▶ [What needs to be done]: In the entries below, find each line with the word "serde" and pull it out.

▶ [Exercise data]:
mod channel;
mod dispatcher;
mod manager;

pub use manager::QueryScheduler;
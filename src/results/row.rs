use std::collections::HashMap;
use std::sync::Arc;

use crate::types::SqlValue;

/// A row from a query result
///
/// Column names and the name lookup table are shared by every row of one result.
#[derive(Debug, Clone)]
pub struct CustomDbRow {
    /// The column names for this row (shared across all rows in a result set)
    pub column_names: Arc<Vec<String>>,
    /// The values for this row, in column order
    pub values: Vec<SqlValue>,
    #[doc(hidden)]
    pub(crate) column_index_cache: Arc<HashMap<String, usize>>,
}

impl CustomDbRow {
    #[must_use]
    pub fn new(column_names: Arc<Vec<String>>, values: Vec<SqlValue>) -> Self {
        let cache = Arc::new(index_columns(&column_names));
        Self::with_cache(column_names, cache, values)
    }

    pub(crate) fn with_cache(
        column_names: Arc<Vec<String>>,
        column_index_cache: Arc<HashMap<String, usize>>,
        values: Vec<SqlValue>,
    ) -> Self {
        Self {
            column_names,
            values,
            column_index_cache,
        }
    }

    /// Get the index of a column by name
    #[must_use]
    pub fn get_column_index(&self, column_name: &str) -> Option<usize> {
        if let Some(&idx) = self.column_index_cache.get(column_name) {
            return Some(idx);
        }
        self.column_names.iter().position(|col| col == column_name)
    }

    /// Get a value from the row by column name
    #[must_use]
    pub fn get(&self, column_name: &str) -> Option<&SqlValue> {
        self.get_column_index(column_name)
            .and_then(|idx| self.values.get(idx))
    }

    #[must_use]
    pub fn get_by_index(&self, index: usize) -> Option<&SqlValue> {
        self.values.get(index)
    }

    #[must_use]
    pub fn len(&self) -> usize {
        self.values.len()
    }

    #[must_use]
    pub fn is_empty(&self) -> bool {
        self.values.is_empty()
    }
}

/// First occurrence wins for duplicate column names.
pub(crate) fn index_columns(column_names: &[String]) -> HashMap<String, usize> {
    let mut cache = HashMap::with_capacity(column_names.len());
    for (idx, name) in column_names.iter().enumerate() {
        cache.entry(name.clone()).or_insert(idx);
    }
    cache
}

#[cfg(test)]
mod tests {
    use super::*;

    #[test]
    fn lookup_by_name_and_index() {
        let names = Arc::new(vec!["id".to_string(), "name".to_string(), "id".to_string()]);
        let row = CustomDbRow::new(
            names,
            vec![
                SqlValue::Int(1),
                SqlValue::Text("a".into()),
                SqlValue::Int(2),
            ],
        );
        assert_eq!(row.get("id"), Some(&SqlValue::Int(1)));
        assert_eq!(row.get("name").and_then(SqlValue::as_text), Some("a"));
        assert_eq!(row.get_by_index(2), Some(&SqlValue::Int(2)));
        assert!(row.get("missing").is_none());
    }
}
==
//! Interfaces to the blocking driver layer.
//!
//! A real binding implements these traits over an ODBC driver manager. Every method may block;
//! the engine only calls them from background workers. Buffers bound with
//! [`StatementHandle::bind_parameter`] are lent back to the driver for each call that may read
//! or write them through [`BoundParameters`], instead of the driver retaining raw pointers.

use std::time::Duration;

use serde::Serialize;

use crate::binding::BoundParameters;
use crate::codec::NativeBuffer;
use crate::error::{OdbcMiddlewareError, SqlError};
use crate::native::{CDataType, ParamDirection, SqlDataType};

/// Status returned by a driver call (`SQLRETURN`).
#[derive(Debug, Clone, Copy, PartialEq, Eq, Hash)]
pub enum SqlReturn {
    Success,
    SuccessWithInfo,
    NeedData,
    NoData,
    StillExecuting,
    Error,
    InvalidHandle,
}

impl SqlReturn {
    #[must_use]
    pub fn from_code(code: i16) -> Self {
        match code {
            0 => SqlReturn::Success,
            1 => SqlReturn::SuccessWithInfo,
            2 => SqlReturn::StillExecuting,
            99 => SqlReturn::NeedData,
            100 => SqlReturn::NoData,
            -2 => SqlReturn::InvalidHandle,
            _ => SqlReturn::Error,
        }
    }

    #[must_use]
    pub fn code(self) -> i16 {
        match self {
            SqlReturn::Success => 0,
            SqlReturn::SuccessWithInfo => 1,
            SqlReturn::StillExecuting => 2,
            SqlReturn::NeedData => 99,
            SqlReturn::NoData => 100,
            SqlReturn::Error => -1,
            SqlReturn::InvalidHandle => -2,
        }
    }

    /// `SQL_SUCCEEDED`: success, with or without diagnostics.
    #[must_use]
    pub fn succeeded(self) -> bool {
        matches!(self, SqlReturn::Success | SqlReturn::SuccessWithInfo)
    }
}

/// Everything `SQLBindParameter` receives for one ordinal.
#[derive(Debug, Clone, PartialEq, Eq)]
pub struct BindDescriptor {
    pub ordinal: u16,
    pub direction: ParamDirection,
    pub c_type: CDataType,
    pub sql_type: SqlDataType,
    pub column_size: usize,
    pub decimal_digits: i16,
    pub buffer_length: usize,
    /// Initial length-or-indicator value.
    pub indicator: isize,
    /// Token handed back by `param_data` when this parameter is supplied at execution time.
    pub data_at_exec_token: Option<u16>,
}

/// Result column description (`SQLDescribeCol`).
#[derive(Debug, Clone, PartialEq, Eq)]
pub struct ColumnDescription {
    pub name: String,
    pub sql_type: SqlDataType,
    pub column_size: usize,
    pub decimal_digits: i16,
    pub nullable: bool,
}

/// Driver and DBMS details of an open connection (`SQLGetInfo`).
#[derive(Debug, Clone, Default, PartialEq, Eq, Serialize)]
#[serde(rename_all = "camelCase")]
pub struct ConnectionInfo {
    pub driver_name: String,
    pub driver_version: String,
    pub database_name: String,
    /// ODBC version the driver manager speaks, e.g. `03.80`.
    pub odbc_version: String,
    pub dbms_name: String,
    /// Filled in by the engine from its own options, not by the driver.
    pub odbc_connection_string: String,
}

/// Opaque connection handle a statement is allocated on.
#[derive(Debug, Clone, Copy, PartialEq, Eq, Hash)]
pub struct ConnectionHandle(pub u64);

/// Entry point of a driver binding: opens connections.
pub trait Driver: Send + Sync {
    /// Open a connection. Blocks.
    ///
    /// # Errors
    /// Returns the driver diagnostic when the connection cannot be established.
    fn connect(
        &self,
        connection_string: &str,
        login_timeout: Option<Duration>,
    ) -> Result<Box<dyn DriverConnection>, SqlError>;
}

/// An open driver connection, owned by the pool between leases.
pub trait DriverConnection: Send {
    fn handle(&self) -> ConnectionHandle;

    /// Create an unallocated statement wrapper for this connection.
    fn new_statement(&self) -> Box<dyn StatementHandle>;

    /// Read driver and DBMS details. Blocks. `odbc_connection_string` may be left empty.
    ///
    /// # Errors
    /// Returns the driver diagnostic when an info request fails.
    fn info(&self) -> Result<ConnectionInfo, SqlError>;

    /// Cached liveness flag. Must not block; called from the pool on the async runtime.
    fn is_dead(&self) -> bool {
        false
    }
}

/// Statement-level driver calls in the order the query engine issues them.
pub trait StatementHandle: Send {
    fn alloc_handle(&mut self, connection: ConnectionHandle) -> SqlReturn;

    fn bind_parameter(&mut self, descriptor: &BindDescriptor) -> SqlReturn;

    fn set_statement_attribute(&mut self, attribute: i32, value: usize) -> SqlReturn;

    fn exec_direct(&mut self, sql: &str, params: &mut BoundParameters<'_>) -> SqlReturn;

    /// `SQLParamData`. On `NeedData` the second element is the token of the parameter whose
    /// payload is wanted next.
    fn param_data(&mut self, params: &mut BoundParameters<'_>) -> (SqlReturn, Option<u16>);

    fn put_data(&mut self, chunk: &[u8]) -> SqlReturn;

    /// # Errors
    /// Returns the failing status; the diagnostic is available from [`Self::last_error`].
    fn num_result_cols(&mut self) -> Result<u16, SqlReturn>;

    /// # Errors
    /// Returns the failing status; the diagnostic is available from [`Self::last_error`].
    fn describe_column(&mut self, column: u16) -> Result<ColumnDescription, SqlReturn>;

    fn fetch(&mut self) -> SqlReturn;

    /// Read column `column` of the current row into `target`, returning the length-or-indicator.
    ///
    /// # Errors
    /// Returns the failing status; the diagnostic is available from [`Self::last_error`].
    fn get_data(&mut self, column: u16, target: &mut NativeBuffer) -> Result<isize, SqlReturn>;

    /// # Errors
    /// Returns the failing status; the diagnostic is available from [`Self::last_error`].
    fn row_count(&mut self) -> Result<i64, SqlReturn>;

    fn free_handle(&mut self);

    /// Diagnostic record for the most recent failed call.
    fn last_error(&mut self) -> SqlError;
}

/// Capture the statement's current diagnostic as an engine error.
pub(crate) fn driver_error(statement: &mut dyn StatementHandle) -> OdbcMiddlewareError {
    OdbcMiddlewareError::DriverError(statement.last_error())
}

▶ [Solved exercise]:
use serde::Serialize;
#[serde(rename_all = "camelCase")]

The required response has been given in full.